Available data START

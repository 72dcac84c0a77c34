//! Shared crawl state guarded by a single lock
//!
//! Workers share one [`SharedCrawlState`]. The visited set, the collected
//! page data and the metrics live behind the same mutex so that claiming a
//! URL and merging a page are atomic with respect to each other.

use crate::extract::{PageRecord, PageType};
use crate::state::CrawlMetrics;
use std::collections::HashSet;
use tokio::sync::{Mutex, MutexGuard};

pub const MAX_TEXT_BUFFER: usize = 2_000_000;
pub const MAX_NAV_BUFFER: usize = 50_000;
pub const MAX_REVIEWS_BUFFER: usize = 100_000;
pub const MAX_LEGAL_BUFFER: usize = 50_000;
pub const MAX_ABOUT_BUFFER: usize = 50_000;

/// Every page record plus the free-text buffers built from them
///
/// Only ever appended to. Buffers stop growing once they reach their cap.
#[derive(Debug, Clone, Default)]
pub struct CollectedData {
    pub pages: Vec<PageRecord>,
    pub text: String,
    pub nav_text: String,
    pub reviews_text: String,
    pub legal_text: String,
    pub about_text: String,
}

impl CollectedData {
    /// Takes ownership of a page record and appends its text to the buffers
    ///
    /// Legal pages feed only the legal buffer. Navigation and footer text
    /// repeated on every page is appended once.
    pub fn merge(&mut self, record: PageRecord) {
        if record.page_type == PageType::Legal {
            append_capped(&mut self.legal_text, &record.text, MAX_LEGAL_BUFFER);
        } else if !record.text.is_empty() {
            let section = format!("\n\n=== PAGE: {} ===\n{}\n", record.url, record.text);
            append_capped(&mut self.text, &section, MAX_TEXT_BUFFER);
        }

        if record.page_type == PageType::About {
            append_capped(&mut self.about_text, &record.text, MAX_ABOUT_BUFFER);
        }

        if !self.nav_text.contains(&record.nav_text) {
            append_capped(&mut self.nav_text, &record.nav_text, MAX_NAV_BUFFER);
        }
        if !self.legal_text.contains(&record.legal_footer) {
            append_capped(&mut self.legal_text, &record.legal_footer, MAX_LEGAL_BUFFER);
        }
        append_capped(&mut self.reviews_text, &record.reviews_text, MAX_REVIEWS_BUFFER);

        self.pages.push(record);
    }
}

/// Appends `text` followed by a space, never growing past `max` characters
fn append_capped(buffer: &mut String, text: &str, max: usize) {
    if text.is_empty() {
        return;
    }
    let used = buffer.chars().count();
    if used >= max {
        return;
    }
    buffer.extend(text.chars().take(max - used));
    if buffer.chars().count() < max {
        buffer.push(' ');
    }
}

/// Outcome of trying to claim a URL for fetching
#[derive(Debug, Clone, Copy, PartialEq, Eq)]
pub enum Claim {
    /// The caller now owns the fetch of this URL
    Claimed,
    AlreadyVisited,
    BudgetExhausted,
}

/// Everything the workers mutate
#[derive(Debug, Default)]
pub struct CrawlState {
    pub visited: HashSet<String>,
    pub data: CollectedData,
    pub metrics: CrawlMetrics,
}

impl CrawlState {
    /// True if `key` may still be queued: not yet visited and budget left
    pub fn can_enqueue(&self, key: &str, max_pages: usize) -> bool {
        self.visited.len() < max_pages && !self.visited.contains(key)
    }
}

/// The single lock-protected aggregate shared by all workers
#[derive(Debug, Default)]
pub struct SharedCrawlState {
    inner: Mutex<CrawlState>,
}

impl SharedCrawlState {
    pub fn new() -> Self {
        Self::default()
    }

    /// Locks the state for a compound read-modify-write
    pub async fn lock(&self) -> MutexGuard<'_, CrawlState> {
        self.inner.lock().await
    }

    /// Marks `key` visited unless it already is or the budget is spent
    ///
    /// This is the only way a URL enters the visited set, so at most one
    /// worker ever fetches a given URL.
    pub async fn try_claim(&self, key: &str, max_pages: usize) -> Claim {
        let mut state = self.inner.lock().await;
        if state.visited.contains(key) {
            return Claim::AlreadyVisited;
        }
        if state.visited.len() >= max_pages {
            return Claim::BudgetExhausted;
        }
        state.visited.insert(key.to_string());
        state.metrics.pages_visited = state.visited.len();
        Claim::Claimed
    }

    pub async fn visited_count(&self) -> usize {
        self.inner.lock().await.visited.len()
    }

    /// Merges a successfully extracted page and counts it
    ///
    /// Returns the visited count at the time of the merge.
    pub async fn record_page(&self, record: PageRecord, retries: usize) -> usize {
        let mut state = self.inner.lock().await;
        state.metrics.pages_crawled += 1;
        state.metrics.retry_count += retries;
        state.metrics.total_text_extracted += record.text.chars().count();
        state.data.merge(record);
        state.visited.len()
    }

    /// Counts a page that could not be fetched
    pub async fn record_failure(&self, retries: usize, captcha: bool, blocked: bool) {
        let mut state = self.inner.lock().await;
        state.metrics.pages_failed += 1;
        state.metrics.retry_count += retries;
        if captcha {
            state.metrics.captcha_count += 1;
        }
        if blocked {
            state.metrics.blocked_count += 1;
        }
    }

    /// Takes the collected data and metrics out, leaving the state empty
    pub async fn take(&self) -> (CollectedData, CrawlMetrics) {
        let mut state = self.inner.lock().await;
        (
            std::mem::take(&mut state.data),
            std::mem::take(&mut state.metrics),
        )
    }
}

Available data END

* [Try it]
Every line of the data is to be printed again exactly.

* [Answer section]
repository 72dcac84c0a77c34
//! Shared crawl state guarded by a single lock
//!
//! Workers share one [`SharedCrawlState`]. The visited set, the collected
//! page data and the metrics live behind the same mutex so that claiming a
//! URL and merging a page are atomic with respect to each other.

use crate::extract::{PageRecord, PageType};
use crate::state::CrawlMetrics;
use std::collections::HashSet;
use tokio::sync::{Mutex, MutexGuard};

pub const MAX_TEXT_BUFFER: usize = 2_000_000;
pub const MAX_NAV_BUFFER: usize = 50_000;
pub const MAX_REVIEWS_BUFFER: usize = 100_000;
pub const MAX_LEGAL_BUFFER: usize = 50_000;
pub const MAX_ABOUT_BUFFER: usize = 50_000;

/// Every page record plus the free-text buffers built from them
///
/// Only ever appended to. Buffers stop growing once they reach their cap.
#[derive(Debug, Clone, Default)]
pub struct CollectedData {
    pub pages: Vec<PageRecord>,
    pub text: String,
    pub nav_text: String,
    pub reviews_text: String,
    pub legal_text: String,
    pub about_text: String,
}

impl CollectedData {
    /// Takes ownership of a page record and appends its text to the buffers
    ///
    /// Legal pages feed only the legal buffer. Navigation and footer text
    /// repeated on every page is appended once.
    pub fn merge(&mut self, record: PageRecord) {
        if record.page_type == PageType::Legal {
            append_capped(&mut self.legal_text, &record.text, MAX_LEGAL_BUFFER);
        } else if !record.text.is_empty() {
            let section = format!("\n\n=== PAGE: {} ===\n{}\n", record.url, record.text);
            append_capped(&mut self.text, &section, MAX_TEXT_BUFFER);
        }

        if record.page_type == PageType::About {
            append_capped(&mut self.about_text, &record.text, MAX_ABOUT_BUFFER);
        }

        if !self.nav_text.contains(&record.nav_text) {
            append_capped(&mut self.nav_text, &record.nav_text, MAX_NAV_BUFFER);
        }
        if !self.legal_text.contains(&record.legal_footer) {
            append_capped(&mut self.legal_text, &record.legal_footer, MAX_LEGAL_BUFFER);
        }
        append_capped(&mut self.reviews_text, &record.reviews_text, MAX_REVIEWS_BUFFER);

        self.pages.push(record);
    }
}

/// Appends `text` followed by a space, never growing past `max` characters
fn append_capped(buffer: &mut String, text: &str, max: usize) {
    if text.is_empty() {
        return;
    }
    let used = buffer.chars().count();
    if used >= max {
        return;
    }
    buffer.extend(text.chars().take(max - used));
    if buffer.chars().count() < max {
        buffer.push(' ');
    }
}

/// Outcome of trying to claim a URL for fetching
#[derive(Debug, Clone, Copy, PartialEq, Eq)]
pub enum Claim {
    /// The caller now owns the fetch of this URL
    Claimed,
    AlreadyVisited,
    BudgetExhausted,
}

/// Everything the workers mutate
#[derive(Debug, Default)]
pub struct CrawlState {
    pub visited: HashSet<String>,
    pub data: CollectedData,
    pub metrics: CrawlMetrics,
}

impl CrawlState {
    /// True if `key` may still be queued: not yet visited and budget left
    pub fn can_enqueue(&self, key: &str, max_pages: usize) -> bool {
        self.visited.len() < max_pages && !self.visited.contains(key)
    }
}

/// The single lock-protected aggregate shared by all workers
#[derive(Debug, Default)]
pub struct SharedCrawlState {
    inner: Mutex<CrawlState>,
}

impl SharedCrawlState {
    pub fn new() -> Self {
        Self::default()
    }

    /// Locks the state for a compound read-modify-write
    pub async fn lock(&self) -> MutexGuard<'_, CrawlState> {
        self.inner.lock().await
    }

    /// Marks `key` visited unless it already is or the budget is spent
    ///
    /// This is the only way a URL enters the visited set, so at most one
    /// worker ever fetches a given URL.
    pub async fn try_claim(&self, key: &str, max_pages: usize) -> Claim {
        let mut state = self.inner.lock().await;
        if state.visited.contains(key) {
            return Claim::AlreadyVisited;
        }
        if state.visited.len() >= max_pages {
            return Claim::BudgetExhausted;
        }
        state.visited.insert(key.to_string());
        state.metrics.pages_visited = state.visited.len();
        Claim::Claimed
    }

    pub async fn visited_count(&self) -> usize {
        self.inner.lock().await.visited.len()
    }

    /// Merges a successfully extracted page and counts it
    ///
    /// Returns the visited count at the time of the merge.
    pub async fn record_page(&self, record: PageRecord, retries: usize) -> usize {
        let mut state = self.inner.lock().await;
        state.metrics.pages_crawled += 1;
        state.metrics.retry_count += retries;
        state.metrics.total_text_extracted += record.text.chars().count();
        state.data.merge(record);
        state.visited.len()
    }

    /// Counts a page that could not be fetched
    pub async fn record_failure(&self, retries: usize, captcha: bool, blocked: bool) {
        let mut state = self.inner.lock().await;
        state.metrics.pages_failed += 1;
        state.metrics.retry_count += retries;
        if captcha {
            state.metrics.captcha_count += 1;
        }
        if blocked {
            state.metrics.blocked_count += 1;
        }
    }

    /// Takes the collected data and metrics out, leaving the state empty
    pub async fn take(&self) -> (CollectedData, CrawlMetrics) {
        let mut state = self.inner.lock().await;
        (
            std::mem::take(&mut state.data),
            std::mem::take(&mut state.metrics),
        )
    }
}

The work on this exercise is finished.